The easiest & fastest way to run customized and fine-tuned LLMs locally or on the edge

Home Page:https://llamaedge.com/

Geek Repo:Geek Repo

Github PK Tool:Github PK Tool

feat: Support for OpenAI Function Calling (for full drop-in replacement)

ChristianWeyer opened this issue · comments

Summary

Hello all!

Problem
AFAICS, the current implementation does not have OpenAI Function Calling support. This would be a fantastic, powerful, and much needed feature. Almost any serious LLM integration application needs OAI Function Calling support - so we do as well for Open Source LLMs.

Success Criteria
Any OAI client can be used with LlamaEdge via the API server, even (and especially) those that use OAI Function Calling.

Reference:
https://platform.openai.com/docs/guides/function-calling
https://platform.openai.com/docs/api-reference/chat/create#chat-create-tools

Thank you!

Appendix

No response

Yes, this is much needed. But it also heavily depends on the model. The model must be fine-tuned in a way that it generates reliable JSON responses. We will be looking for these.

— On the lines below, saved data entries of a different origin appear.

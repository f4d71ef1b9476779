//! Google Scholar metrics fetching: the API seam, the SerpApi client and the
//! retrying fetcher that normalizes author documents into `MetricsResult`s.

use std::sync::Arc;
use std::time::Duration;

use async_trait::async_trait;
use fcm_core::{MetricsResult, UNKNOWN_AUTHOR};
use fcm_storage::{is_rate_limited, FetchError, HttpFetcher};
use serde::Deserialize;
use serde_json::Value as JsonValue;
use thiserror::Error;
use tracing::{info, warn};

pub const CRATE_NAME: &str = "fcm-fetch";

pub const DEFAULT_SERPAPI_ENDPOINT: &str = "https://serpapi.com/search.json";
const SERPAPI_ENGINE: &str = "google_scholar_author";
const PROFILE_ID_MARKER: &str = "user=";

#[derive(Debug, Error)]
pub enum ApiError {
    #[error(transparent)]
    Transport(#[from] FetchError),
    #[error("metrics API reported: {0}")]
    Service(String),
}

/// Author document as returned by the `google_scholar_author` engine. Only the
/// fields the fetcher reads are modelled.
#[derive(Debug, Clone, Default, Deserialize)]
pub struct AuthorResponse {
    #[serde(default)]
    pub author: Option<AuthorInfo>,
    #[serde(default)]
    pub cited_by: Option<CitedBy>,
    #[serde(default)]
    pub error: Option<String>,
}

#[derive(Debug, Clone, Default, Deserialize)]
pub struct AuthorInfo {
    #[serde(default)]
    pub name: Option<String>,
}

/// `cited_by.table`: `[{citations: {..}}, {h_index: {..}}, {i10_index: {..}}]`.
#[derive(Debug, Clone, Default, Deserialize)]
pub struct CitedBy {
    #[serde(default)]
    pub table: Vec<JsonValue>,
}

#[async_trait]
pub trait ScholarApi: Send + Sync {
    async fn author(&self, author_id: &str) -> Result<AuthorResponse, ApiError>;
}

pub struct SerpApiClient {
    http: HttpFetcher,
    endpoint: String,
    api_key: String,
    locale: String,
}

impl SerpApiClient {
    pub fn new(http: HttpFetcher, endpoint: impl Into<String>, api_key: impl Into<String>) -> Self {
        Self {
            http,
            endpoint: endpoint.into(),
            api_key: api_key.into(),
            locale: "en".to_string(),
        }
    }
}

#[async_trait]
impl ScholarApi for SerpApiClient {
    async fn author(&self, author_id: &str) -> Result<AuthorResponse, ApiError> {
        let query = [
            ("engine", SERPAPI_ENGINE),
            ("author_id", author_id),
            ("hl", self.locale.as_str()),
            ("api_key", self.api_key.as_str()),
        ];
        let resp: AuthorResponse = self.http.get_json(&self.endpoint, &query).await?;
        if let Some(message) = &resp.error {
            return Err(ApiError::Service(message.clone()));
        }
        Ok(resp)
    }
}

/// The identifier after `user=` up to the next `&`, if present and non-empty.
pub fn extract_author_id(profile_ref: &str) -> Option<&str> {
    let (_, rest) = profile_ref.split_once(PROFILE_ID_MARKER)?;
    let id = rest.split('&').next().unwrap_or_default().trim();
    (!id.is_empty()).then_some(id)
}

fn json_count(value: &JsonValue) -> Option<u64> {
    match value {
        JsonValue::Number(n) => n
            .as_u64()
            .or_else(|| n.as_f64().filter(|f| *f >= 0.0).map(|f| f as u64)),
        JsonValue::String(s) => s.trim().replace(',', "").parse().ok(),
        _ => None,
    }
}

/// `all` when it carries a value, otherwise the newest of the two most recent
/// `since_YYYY` windows that does, otherwise 0.
fn pick_window_value(group: &JsonValue) -> u64 {
    let Some(windows) = group.as_object() else {
        return 0;
    };
    if let Some(all) = windows.get("all").and_then(json_count).filter(|v| *v > 0) {
        return all;
    }
    let mut dated: Vec<(u32, u64)> = windows
        .iter()
        .filter_map(|(label, value)| {
            let year = label.strip_prefix("since_")?.parse().ok()?;
            Some((year, json_count(value)?))
        })
        .collect();
    dated.sort_by(|a, b| b.0.cmp(&a.0));
    dated
        .into_iter()
        .take(2)
        .map(|(_, value)| value)
        .find(|value| *value > 0)
        .unwrap_or(0)
}

pub fn normalize(resp: &AuthorResponse) -> MetricsResult {
    let table = resp
        .cited_by
        .as_ref()
        .map(|c| c.table.as_slice())
        .unwrap_or_default();
    let group = |idx: usize, key: &str| {
        table
            .get(idx)
            .and_then(|g| g.get(key))
            .map(pick_window_value)
            .unwrap_or(0)
    };
    let name = resp
        .author
        .as_ref()
        .and_then(|a| a.name.as_deref())
        .unwrap_or(UNKNOWN_AUTHOR);

    MetricsResult {
        name: name.to_string(),
        citations: group(0, "citations"),
        h_index: group(1, "h_index"),
        i10_index: group(2, "i10_index"),
    }
}

#[derive(Debug, Clone, Copy)]
pub struct FetchPolicy {
    pub attempts: usize,
    pub pacing: Duration,
}

impl Default for FetchPolicy {
    fn default() -> Self {
        Self {
            attempts: 2,
            pacing: Duration::from_secs(1),
        }
    }
}

#[derive(Clone)]
pub struct MetricsFetcher {
    api: Arc<dyn ScholarApi>,
    policy: FetchPolicy,
}

impl MetricsFetcher {
    pub fn new(api: Arc<dyn ScholarApi>, policy: FetchPolicy) -> Self {
        Self { api, policy }
    }

    /// Sleep for the pacing interval.
    pub async fn pause(&self) {
        if !self.policy.pacing.is_zero() {
            tokio::time::sleep(self.policy.pacing).await;
        }
    }

    /// Fetch metrics for one profile reference. `None` means the reference was
    /// unusable or every attempt came back empty or failed.
    pub async fn fetch(&self, profile_ref: &str) -> Option<MetricsResult> {
        let Some(author_id) = extract_author_id(profile_ref) else {
            warn!(profile_ref, "invalid scholar profile url");
            return None;
        };

        for attempt in 1..=self.policy.attempts {
            match self.api.author(author_id).await {
                Ok(resp) => {
                    let metrics = normalize(&resp);
                    if metrics.looks_empty() {
                        warn!(attempt, profile_ref, "empty metrics document, retrying");
                        self.pause().await;
                        continue;
                    }
                    info!(
                        name = %metrics.name,
                        citations = metrics.citations,
                        h_index = metrics.h_index,
                        i10_index = metrics.i10_index,
                        "fetched scholar metrics"
                    );
                    return Some(metrics);
                }
                Err(ApiError::Transport(err)) if is_rate_limited(&err) => {
                    warn!(attempt, profile_ref, "rate limited by metrics API");
                    self.pause().await;
                }
                Err(err) => {
                    warn!(attempt, profile_ref, error = %err, "metrics fetch attempt failed");
                    self.pause().await;
                }
            }
        }

        warn!(profile_ref, "failed to fetch scholar metrics");
        None
    }
}

#[cfg(test)]
mod tests {
    use super::*;
    use serde_json::json;
    use std::collections::VecDeque;
    use std::sync::atomic::{AtomicUsize, Ordering};
    use std::sync::Mutex;

    #[derive(Default)]
    struct ScriptedApi {
        script: Mutex<VecDeque<Result<AuthorResponse, ApiError>>>,
        calls: AtomicUsize,
    }

    impl ScriptedApi {
        fn new(script: Vec<Result<AuthorResponse, ApiError>>) -> Arc<Self> {
            Arc::new(Self {
                script: Mutex::new(script.into()),
                calls: AtomicUsize::new(0),
            })
        }

        fn calls(&self) -> usize {
            self.calls.load(Ordering::SeqCst)
        }
    }

    #[async_trait]
    impl ScholarApi for ScriptedApi {
        async fn author(&self, _author_id: &str) -> Result<AuthorResponse, ApiError> {
            self.calls.fetch_add(1, Ordering::SeqCst);
            self.script
                .lock()
                .unwrap()
                .pop_front()
                .unwrap_or_else(|| Ok(AuthorResponse::default()))
        }
    }

    fn doc(value: JsonValue) -> AuthorResponse {
        serde_json::from_value(value).expect("author document")
    }

    fn doe() -> AuthorResponse {
        doc(json!({
            "author": {"name": "J. Doe"},
            "cited_by": {"table": [
                {"citations": {"all": 120}},
                {"h_index": {"all": 9}},
                {"i10_index": {"all": 4}}
            ]}
        }))
    }

    fn fetcher(api: Arc<ScriptedApi>) -> MetricsFetcher {
        MetricsFetcher::new(
            api,
            FetchPolicy {
                attempts: 2,
                pacing: Duration::ZERO,
            },
        )
    }

    const URL: &str = "https://scholar.google.com/citations?user=abc123&hl=en";

    #[test]
    fn author_id_stops_at_next_parameter() {
        assert_eq!(extract_author_id(URL), Some("abc123"));
        assert_eq!(
            extract_author_id("https://scholar.google.com/citations?hl=en&user=xyz"),
            Some("xyz")
        );
        assert_eq!(extract_author_id("https://scholar.google.com/citations?user=&hl=en"), None);
        assert_eq!(extract_author_id("https://example.org/profile"), None);
    }

    #[tokio::test]
    async fn reference_without_marker_makes_no_call() {
        let api = ScriptedApi::new(vec![Ok(doe())]);
        let result = fetcher(api.clone()).fetch("https://example.org/~jdoe").await;
        assert_eq!(result, None);
        assert_eq!(api.calls(), 0);
    }

    #[tokio::test]
    async fn three_groups_normalize_to_all_time_values() {
        let api = ScriptedApi::new(vec![Ok(doe())]);
        let result = fetcher(api.clone()).fetch(URL).await;
        assert_eq!(
            result,
            Some(MetricsResult {
                name: "J. Doe".into(),
                citations: 120,
                h_index: 9,
                i10_index: 4,
            })
        );
        assert_eq!(api.calls(), 1);
    }

    #[tokio::test]
    async fn empty_first_attempt_is_retried() {
        let empty = doc(json!({"cited_by": {"table": [{"citations": {"all": 0}}]}}));
        let api = ScriptedApi::new(vec![Ok(empty), Ok(doe())]);
        let result = fetcher(api.clone()).fetch(URL).await;
        assert_eq!(result.map(|m| m.citations), Some(120));
        assert_eq!(api.calls(), 2);
    }

    #[tokio::test(start_paused = true)]
    async fn failed_attempts_wait_one_pacing_interval_each() {
        let empty = doc(json!({"cited_by": {"table": []}}));
        let api = ScriptedApi::new(vec![Ok(empty), Ok(doe())]);
        let paced = MetricsFetcher::new(
            api.clone(),
            FetchPolicy {
                attempts: 2,
                pacing: Duration::from_secs(1),
            },
        );

        let start = tokio::time::Instant::now();
        assert!(paced.fetch(URL).await.is_some());
        assert_eq!(start.elapsed(), Duration::from_secs(1));

        let start = tokio::time::Instant::now();
        assert_eq!(paced.fetch(URL).await, None);
        assert_eq!(start.elapsed(), Duration::from_secs(2));
        assert_eq!(api.calls(), 4);
    }

    #[tokio::test]
    async fn gives_up_after_two_empty_attempts() {
        let api = ScriptedApi::new(vec![]);
        assert_eq!(fetcher(api.clone()).fetch(URL).await, None);
        assert_eq!(api.calls(), 2);
    }

    #[tokio::test]
    async fn errors_are_retried_then_reported_as_none() {
        let api = ScriptedApi::new(vec![
            Err(ApiError::Service("Invalid API key.".into())),
            Ok(doe()),
        ]);
        assert!(fetcher(api.clone()).fetch(URL).await.is_some());
        assert_eq!(api.calls(), 2);

        let api = ScriptedApi::new(vec![
            Err(ApiError::Service("timeout".into())),
            Err(ApiError::Service("timeout".into())),
        ]);
        assert_eq!(fetcher(api.clone()).fetch(URL).await, None);
        assert_eq!(api.calls(), 2);
    }

    #[test]
    fn resolved_zero_profile_still_counts_as_result() {
        let metrics = normalize(&doc(json!({"author": {"name": "New Hire"}})));
        assert!(!metrics.looks_empty());
        assert_eq!(metrics.citations, 0);
    }

    #[test]
    fn blank_author_name_is_kept_verbatim() {
        let metrics = normalize(&doc(json!({"author": {"name": ""}})));
        assert_eq!(metrics.name, "");
        assert!(!metrics.looks_empty());

        let metrics = normalize(&doc(json!({"author": {}})));
        assert_eq!(metrics.name, UNKNOWN_AUTHOR);
        assert!(metrics.looks_empty());
    }

    #[test]
    fn windowed_values_back_fill_missing_all_time() {
        let resp = doc(json!({
            "author": {"name": "A. Person"},
            "cited_by": {"table": [
                {"citations": {"since_2019": 50, "since_2020": 40}},
                {"h_index": {"all": 0, "since_2021": "7"}},
                {"i10_index": {"since_2015": 99, "since_2020": 0, "since_2021": 0}}
            ]}
        }));
        let metrics = normalize(&resp);
        assert_eq!(metrics.citations, 40);
        assert_eq!(metrics.h_index, 7);
        assert_eq!(metrics.i10_index, 0);
    }

    #[test]
    fn missing_groups_and_name_default() {
        let metrics = normalize(&doc(json!({
            "author": null,
            "cited_by": {"table": [{"citations": {"all": "1,234"}}]}
        })));
        assert_eq!(metrics.name, UNKNOWN_AUTHOR);
        assert_eq!(metrics.citations, 1234);
        assert_eq!(metrics.h_index, 0);
        assert_eq!(metrics.i10_index, 0);
    }

    #[test]
    fn misplaced_group_key_is_ignored() {
        let metrics = normalize(&doc(json!({
            "author": {"name": "B"},
            "cited_by": {"table": [{"h_index": {"all": 5}}]}
        })));
        assert_eq!(metrics.citations, 0);
        assert_eq!(metrics.h_index, 0);
    }
}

Maybe you could also try to leverage the grammar support in llama.cpp? This would also enable models that are not explicitly fine-tuned.

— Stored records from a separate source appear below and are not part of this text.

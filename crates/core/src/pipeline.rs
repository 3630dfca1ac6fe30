use crate::categories::{self, CategoryRule};
use crate::config::AppConfig;
use crate::logbook::MoveLog;
use crate::placer::{self, Placement};
use crate::scanner::{self, ScanOptions};
use anyhow::Context;
use serde::Serialize;
use std::path::{Path, PathBuf};
use tracing::info;

#[derive(Debug, Clone, Copy, Default)]
pub struct OrganizeOptions {
    pub recursive: bool,
    pub dry_run: bool,
}

#[derive(Debug, Default, Serialize)]
pub struct OrganizeSummary {
    pub discovered: usize,
    pub moved: usize,
    pub planned: usize,
    pub skipped: usize,
}

#[derive(Debug)]
pub struct OrganizeOutcome {
    pub path: PathBuf,
    pub placement: Placement,
}

#[derive(Debug)]
pub struct OrganizeRun {
    pub summary: OrganizeSummary,
    pub outcomes: Vec<OrganizeOutcome>,
}

/// One batch pass: stream candidates from the scanner and place each to
/// completion before the next. Per-file problems are counted as skips; the
/// run itself only fails for run-level problems (missing source directory,
/// unopenable log).
pub async fn run_organize(cfg: &AppConfig, opts: OrganizeOptions) -> anyhow::Result<OrganizeRun> {
    let source = cfg.source_root()?;
    anyhow::ensure!(
        source.is_dir(),
        "source directory does not exist: {}",
        source.display()
    );
    let dest_root = cfg.destination_root(&source);
    let rules = load_rules(cfg)?;
    let log_path = cfg.log_path(&dest_root);
    let mut log = if opts.dry_run {
        MoveLog::disabled(&log_path)
    } else {
        MoveLog::open(&log_path)?
    };

    // Prune the generated subtree only when the destination sits strictly
    // inside the source; when both are the same folder the AlreadyPlaced
    // check keeps recursive re-scans from touching placed files.
    let prune =
        (dest_root != source && dest_root.starts_with(&source)).then(|| dest_root.clone());

    info!(
        source = %source.display(),
        dest = %dest_root.display(),
        recursive = opts.recursive,
        dry_run = opts.dry_run,
        "starting organize pass"
    );

    let scan_opts = ScanOptions {
        recursive: opts.recursive,
        excludes: cfg.source.exclude.clone(),
    };
    let (mut rx, walker) = scanner::spawn_walker(source.clone(), prune, scan_opts)?;

    let mut summary = OrganizeSummary::default();
    let mut outcomes = Vec::new();
    while let Some(candidate) = rx.recv().await {
        summary.discovered += 1;
        let placement = placer::place(&candidate.path, &dest_root, &rules, &mut log, opts.dry_run);
        match &placement {
            Placement::Moved(_) => summary.moved += 1,
            Placement::Planned(_) => summary.planned += 1,
            Placement::Skipped(_) => summary.skipped += 1,
        }
        outcomes.push(OrganizeOutcome {
            path: candidate.path,
            placement,
        });
    }
    walker.await.context("walker task")?;

    info!(
        discovered = summary.discovered,
        moved = summary.moved,
        planned = summary.planned,
        skipped = summary.skipped,
        "organize pass complete"
    );
    Ok(OrganizeRun { summary, outcomes })
}

pub fn load_rules(cfg: &AppConfig) -> anyhow::Result<Vec<CategoryRule>> {
    match &cfg.rules.path {
        Some(dir) => categories::load_rules_from_dir(Path::new(dir)),
        None => Ok(categories::default_rules()),
    }
}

https://github.com/ggerganov/llama.cpp/blob/master/grammars/README.md
https://github.com/Maximilian-Winter/llama-cpp-agent

Yes, this is much needed. But it also heavily depends on the model. The model must be fine-tuned in a way that it generates reliable JSON responses. We will be looking for these.

Just wanted to check where we are with this?
With the upcoming wave of agent-based systems, Function Calling / Tools will be a very essential feature for successfully implementing agents on the edge.

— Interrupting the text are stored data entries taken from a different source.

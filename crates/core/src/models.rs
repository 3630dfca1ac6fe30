use crate::calendar::DateBucket;
use chrono::{DateTime, Local};
use serde::Serialize;
use std::path::PathBuf;

/// Pure output of classification: where a file belongs, derived only from
/// its extension and modification time.
#[derive(Debug, Clone, Serialize)]
pub struct PlacementDecision {
    pub source: PathBuf,
    pub file_name: String,
    pub category: String,
    pub bucket: DateBucket,
    pub destination: PathBuf,
}

/// One executed move. Appended to the move log, never mutated.
#[derive(Debug, Clone, Serialize)]
pub struct MoveRecord {
    pub source: PathBuf,
    pub destination: PathBuf,
    pub moved_at: DateTime<Local>,
}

Do you guys have any prio for this?

Supporting Open AI Tools calling (aka Function calling) would be killer! This would enable 'micro agents' running on edge devices being accessed programmatically in a standardized way.

.cc @juntao

Hi @ChristianWeyer

Yes, we have several things going on here. First, check out our support for the Command-R model, which is ranked pretty high in function calling benchmarks.

https://github.com/second-state/WasmEdge-WASINN-examples/tree/master/wasmedge-ggml/command-r

Then, this pending PR showcases how to force-generate JSON text that is suitable for function calling.

https://github.com/second-state/WasmEdge-WASINN-examples/pull/127/files

After it is merged, we will be adding some actual function calling endpoints to the LlamaEdge API server, and then provide developers a way to add their own endpoints.

Please help us test / plan these features. :)

Nice, looking forward to those!
Thanks for the hard work.

Full Open AI API compat will be a real milestone.

Hey @juntao - just checking in and bumping... 😅.

Do you already know when Function / Tool Calling will make it into awesome-llamaedge?